• ACTIVITY:
Pull every line containing "static" from the entries.

• Items listed in a dataset:
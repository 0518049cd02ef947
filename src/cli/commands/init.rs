use crate::AppContext;
use crate::cli::parser::Commands;
use crate::config::Config;
use crate::errors::{AppError, AppResult};
use crate::ui::messages::{info, success};

/// Handle the `init` command: write the default configuration file.
pub fn handle(cmd: &Commands, ctx: &AppContext) -> AppResult<()> {
    if let Commands::Init { force } = cmd {
        let path = &ctx.config_path;

        if path.exists() && !*force {
            return Err(AppError::Config(format!(
                "{} already exists (use --force to overwrite)",
                path.display()
            )));
        }

        let cfg = Config::default();
        cfg.save(path)?;

        info(format!("Config file : {}", path.display()));
        info(format!("Session file: {}", cfg.session_path().display()));
        success("hrportal initialization completed!");
    }
    Ok(())
}
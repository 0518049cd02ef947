// src/export/file_name.rs

use crate::core::range::DateRange;
use crate::export::ExportFormat;
use regex::Regex;
use std::sync::LazyLock;

static UNSAFE_CHARS: LazyLock<Regex> =
    LazyLock::new(|| Regex::new(r"[^A-Za-z0-9-]+").expect("static file name pattern"));

/// `attendance_<from>_to_<to>[_<employee>].<ext>`
pub fn export_file_name(range: &DateRange, employee_name: Option<&str>, format: ExportFormat) -> String {
    let mut name = format!("attendance_{}_to_{}", range.from, range.to);

    if let Some(emp) = employee_name {
        let cleaned = UNSAFE_CHARS.replace_all(emp.trim(), "_");
        let cleaned = cleaned.trim_matches('_');
        if !cleaned.is_empty() {
            name.push('_');
            name.push_str(cleaned);
        }
    }

    format!("{name}.{}", format.as_str())
}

• TASK RESPONSE:
static UNSAFE_CHARS: LazyLock<Regex> =
    LazyLock::new(|| Regex::new(r"[^A-Za-z0-9-]+").expect("static file name pattern"));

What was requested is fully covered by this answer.